## INSTRUCTIONS FOR THE TASK
Could you filter the records below and return each line that holds "super"?

[Collected data]
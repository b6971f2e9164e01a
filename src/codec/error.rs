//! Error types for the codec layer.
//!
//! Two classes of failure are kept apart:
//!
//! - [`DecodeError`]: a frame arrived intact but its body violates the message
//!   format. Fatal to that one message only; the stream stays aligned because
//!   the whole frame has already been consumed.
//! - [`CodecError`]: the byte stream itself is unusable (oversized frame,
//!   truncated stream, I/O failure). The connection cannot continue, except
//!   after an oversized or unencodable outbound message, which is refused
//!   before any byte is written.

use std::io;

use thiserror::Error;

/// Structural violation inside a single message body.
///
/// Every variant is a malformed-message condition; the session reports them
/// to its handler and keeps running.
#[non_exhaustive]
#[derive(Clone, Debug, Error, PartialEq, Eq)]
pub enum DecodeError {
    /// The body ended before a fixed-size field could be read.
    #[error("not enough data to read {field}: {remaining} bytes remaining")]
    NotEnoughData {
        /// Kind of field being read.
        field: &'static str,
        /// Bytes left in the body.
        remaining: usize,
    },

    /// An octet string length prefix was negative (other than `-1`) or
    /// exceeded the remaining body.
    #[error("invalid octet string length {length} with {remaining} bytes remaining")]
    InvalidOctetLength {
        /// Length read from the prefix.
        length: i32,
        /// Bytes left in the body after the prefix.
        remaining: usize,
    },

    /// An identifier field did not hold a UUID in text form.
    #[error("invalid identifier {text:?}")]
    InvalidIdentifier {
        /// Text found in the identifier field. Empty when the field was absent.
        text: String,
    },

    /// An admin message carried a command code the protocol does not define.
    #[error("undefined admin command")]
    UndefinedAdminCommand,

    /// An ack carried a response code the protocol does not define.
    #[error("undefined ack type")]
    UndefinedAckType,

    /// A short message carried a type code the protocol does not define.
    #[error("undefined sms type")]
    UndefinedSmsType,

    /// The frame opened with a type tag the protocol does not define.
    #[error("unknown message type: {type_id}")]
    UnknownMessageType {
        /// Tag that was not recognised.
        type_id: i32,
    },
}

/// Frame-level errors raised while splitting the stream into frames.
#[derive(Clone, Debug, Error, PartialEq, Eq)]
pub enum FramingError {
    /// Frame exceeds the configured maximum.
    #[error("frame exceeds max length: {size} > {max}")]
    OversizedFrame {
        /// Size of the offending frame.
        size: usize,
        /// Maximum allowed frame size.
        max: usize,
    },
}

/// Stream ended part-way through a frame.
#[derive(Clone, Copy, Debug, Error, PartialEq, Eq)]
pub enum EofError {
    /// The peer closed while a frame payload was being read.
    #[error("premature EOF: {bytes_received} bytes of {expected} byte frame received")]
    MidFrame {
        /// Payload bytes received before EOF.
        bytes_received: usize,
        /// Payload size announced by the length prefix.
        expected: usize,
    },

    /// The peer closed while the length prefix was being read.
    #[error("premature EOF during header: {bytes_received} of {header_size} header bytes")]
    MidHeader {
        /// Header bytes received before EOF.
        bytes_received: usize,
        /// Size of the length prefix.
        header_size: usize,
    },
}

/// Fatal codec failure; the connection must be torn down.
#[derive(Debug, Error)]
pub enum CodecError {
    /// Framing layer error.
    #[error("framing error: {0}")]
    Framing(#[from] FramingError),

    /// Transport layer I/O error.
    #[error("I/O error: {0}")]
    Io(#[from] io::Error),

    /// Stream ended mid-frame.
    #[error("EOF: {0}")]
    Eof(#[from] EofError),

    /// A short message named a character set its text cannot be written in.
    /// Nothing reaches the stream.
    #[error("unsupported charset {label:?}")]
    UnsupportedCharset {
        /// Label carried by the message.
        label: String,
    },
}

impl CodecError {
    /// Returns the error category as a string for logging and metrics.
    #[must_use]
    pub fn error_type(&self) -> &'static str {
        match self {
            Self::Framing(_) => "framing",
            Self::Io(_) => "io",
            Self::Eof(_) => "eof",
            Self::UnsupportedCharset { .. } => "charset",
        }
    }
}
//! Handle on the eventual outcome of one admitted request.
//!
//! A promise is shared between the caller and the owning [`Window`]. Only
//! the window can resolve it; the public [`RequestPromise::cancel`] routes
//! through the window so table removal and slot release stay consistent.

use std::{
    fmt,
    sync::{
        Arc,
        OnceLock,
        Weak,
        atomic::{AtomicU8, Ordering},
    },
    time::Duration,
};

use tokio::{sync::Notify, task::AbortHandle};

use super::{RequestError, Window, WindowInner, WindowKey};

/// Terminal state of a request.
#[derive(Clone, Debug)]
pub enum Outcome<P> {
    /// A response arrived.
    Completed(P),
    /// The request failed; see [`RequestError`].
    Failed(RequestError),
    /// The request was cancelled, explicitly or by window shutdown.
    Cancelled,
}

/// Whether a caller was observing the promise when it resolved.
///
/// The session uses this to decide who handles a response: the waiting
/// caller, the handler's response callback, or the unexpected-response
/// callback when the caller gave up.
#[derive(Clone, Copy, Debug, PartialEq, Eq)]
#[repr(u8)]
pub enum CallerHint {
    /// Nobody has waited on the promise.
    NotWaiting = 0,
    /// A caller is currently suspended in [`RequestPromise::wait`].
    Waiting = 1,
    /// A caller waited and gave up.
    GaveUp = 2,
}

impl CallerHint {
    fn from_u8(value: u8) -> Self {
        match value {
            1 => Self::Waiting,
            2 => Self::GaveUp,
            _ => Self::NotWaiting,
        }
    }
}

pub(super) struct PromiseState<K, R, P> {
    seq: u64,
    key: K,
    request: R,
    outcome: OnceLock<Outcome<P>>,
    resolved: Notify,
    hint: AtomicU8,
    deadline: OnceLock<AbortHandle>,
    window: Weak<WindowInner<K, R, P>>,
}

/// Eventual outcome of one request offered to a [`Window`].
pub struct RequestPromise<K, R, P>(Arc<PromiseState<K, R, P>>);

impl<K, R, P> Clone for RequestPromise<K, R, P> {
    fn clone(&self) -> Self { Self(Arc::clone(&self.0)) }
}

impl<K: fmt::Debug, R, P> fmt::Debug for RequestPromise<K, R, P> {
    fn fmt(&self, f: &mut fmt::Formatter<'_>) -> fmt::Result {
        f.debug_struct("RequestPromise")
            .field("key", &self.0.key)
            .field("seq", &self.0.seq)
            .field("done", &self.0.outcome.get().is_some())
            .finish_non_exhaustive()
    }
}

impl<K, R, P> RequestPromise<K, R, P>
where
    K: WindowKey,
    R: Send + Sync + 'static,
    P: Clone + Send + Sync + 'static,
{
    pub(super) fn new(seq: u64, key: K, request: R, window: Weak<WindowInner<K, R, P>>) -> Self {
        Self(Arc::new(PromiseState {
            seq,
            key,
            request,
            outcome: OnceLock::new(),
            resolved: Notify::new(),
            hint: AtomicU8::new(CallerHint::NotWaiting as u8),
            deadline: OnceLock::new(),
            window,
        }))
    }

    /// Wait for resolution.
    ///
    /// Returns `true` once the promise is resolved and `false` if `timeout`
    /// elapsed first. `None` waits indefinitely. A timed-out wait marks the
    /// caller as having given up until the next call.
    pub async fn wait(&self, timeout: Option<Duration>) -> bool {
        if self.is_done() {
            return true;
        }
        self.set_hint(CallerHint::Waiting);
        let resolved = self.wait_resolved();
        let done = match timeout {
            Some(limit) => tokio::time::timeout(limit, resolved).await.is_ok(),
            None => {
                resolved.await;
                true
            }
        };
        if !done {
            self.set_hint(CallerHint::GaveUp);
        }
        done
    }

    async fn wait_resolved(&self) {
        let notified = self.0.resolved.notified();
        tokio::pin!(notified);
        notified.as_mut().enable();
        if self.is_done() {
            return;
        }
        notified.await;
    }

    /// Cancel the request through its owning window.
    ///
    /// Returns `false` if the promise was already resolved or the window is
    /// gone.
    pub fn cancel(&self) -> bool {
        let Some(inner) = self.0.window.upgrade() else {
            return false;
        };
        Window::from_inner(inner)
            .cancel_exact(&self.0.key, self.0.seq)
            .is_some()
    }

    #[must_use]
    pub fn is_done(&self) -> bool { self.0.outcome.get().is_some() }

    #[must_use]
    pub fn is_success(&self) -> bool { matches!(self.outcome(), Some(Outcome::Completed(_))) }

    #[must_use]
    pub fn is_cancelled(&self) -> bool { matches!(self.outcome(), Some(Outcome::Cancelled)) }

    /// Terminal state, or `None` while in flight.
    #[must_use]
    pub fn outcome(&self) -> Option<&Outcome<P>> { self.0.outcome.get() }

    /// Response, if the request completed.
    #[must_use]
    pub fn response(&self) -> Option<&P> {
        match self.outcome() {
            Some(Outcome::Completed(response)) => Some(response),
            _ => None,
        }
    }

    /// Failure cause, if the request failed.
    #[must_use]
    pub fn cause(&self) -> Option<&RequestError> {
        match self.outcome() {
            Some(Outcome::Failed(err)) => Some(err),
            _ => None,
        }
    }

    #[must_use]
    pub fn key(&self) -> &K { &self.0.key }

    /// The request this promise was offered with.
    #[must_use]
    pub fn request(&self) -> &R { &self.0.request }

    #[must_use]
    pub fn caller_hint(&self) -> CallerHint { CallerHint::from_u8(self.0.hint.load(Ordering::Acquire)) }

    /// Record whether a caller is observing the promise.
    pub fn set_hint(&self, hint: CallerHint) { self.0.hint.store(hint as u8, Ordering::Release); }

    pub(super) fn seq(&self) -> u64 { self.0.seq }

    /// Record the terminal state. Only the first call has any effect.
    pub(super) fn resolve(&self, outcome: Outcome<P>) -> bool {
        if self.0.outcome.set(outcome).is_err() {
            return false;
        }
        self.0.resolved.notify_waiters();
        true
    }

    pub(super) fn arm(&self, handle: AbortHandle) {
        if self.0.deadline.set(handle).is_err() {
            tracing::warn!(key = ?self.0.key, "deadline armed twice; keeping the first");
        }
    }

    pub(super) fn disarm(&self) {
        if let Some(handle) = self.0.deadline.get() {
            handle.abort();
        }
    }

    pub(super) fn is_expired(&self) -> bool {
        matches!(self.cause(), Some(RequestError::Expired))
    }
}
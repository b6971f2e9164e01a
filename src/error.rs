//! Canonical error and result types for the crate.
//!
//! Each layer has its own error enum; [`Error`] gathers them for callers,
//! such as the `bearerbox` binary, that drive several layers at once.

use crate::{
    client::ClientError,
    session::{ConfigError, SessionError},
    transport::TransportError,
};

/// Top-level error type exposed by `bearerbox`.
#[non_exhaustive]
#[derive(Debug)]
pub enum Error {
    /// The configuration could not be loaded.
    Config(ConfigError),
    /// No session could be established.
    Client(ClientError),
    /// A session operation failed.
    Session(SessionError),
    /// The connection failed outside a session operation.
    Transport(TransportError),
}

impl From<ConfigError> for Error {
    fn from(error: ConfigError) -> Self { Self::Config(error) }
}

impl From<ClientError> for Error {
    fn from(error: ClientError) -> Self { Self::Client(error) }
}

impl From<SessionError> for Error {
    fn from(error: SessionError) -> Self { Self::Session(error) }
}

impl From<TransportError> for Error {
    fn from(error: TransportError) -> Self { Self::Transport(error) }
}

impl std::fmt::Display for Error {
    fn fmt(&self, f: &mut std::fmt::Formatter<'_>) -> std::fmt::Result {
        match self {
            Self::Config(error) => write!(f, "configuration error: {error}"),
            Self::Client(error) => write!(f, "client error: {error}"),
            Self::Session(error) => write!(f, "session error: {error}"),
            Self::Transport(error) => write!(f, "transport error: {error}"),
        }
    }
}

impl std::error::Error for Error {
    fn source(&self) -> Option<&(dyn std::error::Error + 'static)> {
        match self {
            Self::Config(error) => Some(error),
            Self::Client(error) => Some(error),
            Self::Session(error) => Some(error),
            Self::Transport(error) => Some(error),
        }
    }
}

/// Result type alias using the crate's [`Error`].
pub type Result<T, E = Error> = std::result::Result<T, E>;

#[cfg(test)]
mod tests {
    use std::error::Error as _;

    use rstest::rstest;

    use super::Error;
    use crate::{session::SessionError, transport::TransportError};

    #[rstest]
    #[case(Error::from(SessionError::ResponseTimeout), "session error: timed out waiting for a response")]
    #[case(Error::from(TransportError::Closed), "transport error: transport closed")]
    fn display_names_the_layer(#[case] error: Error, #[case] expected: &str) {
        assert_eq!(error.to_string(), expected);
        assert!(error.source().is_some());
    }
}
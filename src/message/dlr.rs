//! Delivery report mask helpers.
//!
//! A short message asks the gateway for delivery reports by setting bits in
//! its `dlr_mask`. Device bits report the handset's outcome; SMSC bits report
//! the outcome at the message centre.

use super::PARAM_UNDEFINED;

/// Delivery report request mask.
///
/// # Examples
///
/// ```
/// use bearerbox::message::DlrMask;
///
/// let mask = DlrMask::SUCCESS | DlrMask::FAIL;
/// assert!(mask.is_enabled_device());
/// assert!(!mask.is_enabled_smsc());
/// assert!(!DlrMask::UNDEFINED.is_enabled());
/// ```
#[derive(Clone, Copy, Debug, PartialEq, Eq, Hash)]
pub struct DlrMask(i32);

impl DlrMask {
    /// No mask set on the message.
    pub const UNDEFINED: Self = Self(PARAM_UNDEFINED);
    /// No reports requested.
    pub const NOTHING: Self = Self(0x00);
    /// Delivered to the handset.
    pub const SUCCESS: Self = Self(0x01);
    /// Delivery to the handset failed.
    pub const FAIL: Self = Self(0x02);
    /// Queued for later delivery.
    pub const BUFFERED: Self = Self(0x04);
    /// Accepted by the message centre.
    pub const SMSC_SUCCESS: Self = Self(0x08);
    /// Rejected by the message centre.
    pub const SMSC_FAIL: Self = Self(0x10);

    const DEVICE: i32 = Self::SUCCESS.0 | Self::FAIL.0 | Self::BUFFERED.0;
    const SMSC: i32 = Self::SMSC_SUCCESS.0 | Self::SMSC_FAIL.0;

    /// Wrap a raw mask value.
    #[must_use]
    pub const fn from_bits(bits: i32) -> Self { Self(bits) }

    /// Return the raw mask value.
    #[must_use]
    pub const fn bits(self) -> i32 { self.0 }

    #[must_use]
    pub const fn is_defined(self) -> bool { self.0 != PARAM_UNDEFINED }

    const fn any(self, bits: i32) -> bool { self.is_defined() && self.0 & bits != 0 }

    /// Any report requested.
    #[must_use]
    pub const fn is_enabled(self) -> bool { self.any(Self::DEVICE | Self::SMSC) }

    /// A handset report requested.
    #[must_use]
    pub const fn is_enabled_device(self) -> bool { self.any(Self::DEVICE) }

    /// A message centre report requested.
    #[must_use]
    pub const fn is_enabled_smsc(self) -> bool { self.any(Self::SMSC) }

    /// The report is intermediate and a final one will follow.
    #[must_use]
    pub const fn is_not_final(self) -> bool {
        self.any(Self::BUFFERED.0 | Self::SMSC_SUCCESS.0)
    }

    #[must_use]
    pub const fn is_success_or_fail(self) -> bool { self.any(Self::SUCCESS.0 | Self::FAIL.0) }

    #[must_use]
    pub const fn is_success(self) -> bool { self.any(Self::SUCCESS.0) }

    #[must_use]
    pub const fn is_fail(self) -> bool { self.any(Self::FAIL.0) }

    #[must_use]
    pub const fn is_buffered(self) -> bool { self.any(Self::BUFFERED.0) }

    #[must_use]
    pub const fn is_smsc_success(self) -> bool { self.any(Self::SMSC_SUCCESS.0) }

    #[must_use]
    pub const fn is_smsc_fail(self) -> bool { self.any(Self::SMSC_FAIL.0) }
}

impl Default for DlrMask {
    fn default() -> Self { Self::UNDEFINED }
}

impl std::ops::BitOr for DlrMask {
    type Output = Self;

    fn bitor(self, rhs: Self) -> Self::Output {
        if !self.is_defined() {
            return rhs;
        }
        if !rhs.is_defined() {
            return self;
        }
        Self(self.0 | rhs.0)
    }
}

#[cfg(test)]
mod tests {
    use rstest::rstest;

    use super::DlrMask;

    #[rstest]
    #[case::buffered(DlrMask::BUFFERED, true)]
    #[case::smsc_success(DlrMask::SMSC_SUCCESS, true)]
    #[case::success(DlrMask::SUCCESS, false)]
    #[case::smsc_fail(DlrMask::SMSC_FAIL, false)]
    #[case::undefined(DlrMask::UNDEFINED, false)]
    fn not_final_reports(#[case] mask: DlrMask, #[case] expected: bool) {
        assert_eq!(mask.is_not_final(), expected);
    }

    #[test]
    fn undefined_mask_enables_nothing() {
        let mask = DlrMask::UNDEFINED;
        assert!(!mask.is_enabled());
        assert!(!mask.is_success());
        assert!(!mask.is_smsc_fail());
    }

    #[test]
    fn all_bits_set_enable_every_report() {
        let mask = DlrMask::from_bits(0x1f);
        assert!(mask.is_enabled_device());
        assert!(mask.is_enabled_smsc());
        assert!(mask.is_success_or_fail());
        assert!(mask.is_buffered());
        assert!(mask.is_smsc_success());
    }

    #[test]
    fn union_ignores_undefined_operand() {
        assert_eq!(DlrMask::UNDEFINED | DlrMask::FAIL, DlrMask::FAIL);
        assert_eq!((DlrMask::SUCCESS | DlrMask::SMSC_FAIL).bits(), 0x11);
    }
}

## PROBLEM SOLUTION
use super::{RequestError, Window, WindowInner, WindowKey};
pub(super) struct PromiseState<K, R, P> {
    pub(super) fn new(seq: u64, key: K, request: R, window: Weak<WindowInner<K, R, P>>) -> Self {
    pub(super) fn seq(&self) -> u64 { self.0.seq }
    pub(super) fn resolve(&self, outcome: Outcome<P>) -> bool {
    pub(super) fn arm(&self, handle: AbortHandle) {
    pub(super) fn disarm(&self) {
    pub(super) fn is_expired(&self) -> bool {
    use super::Error;
use super::PARAM_UNDEFINED;
    use super::DlrMask;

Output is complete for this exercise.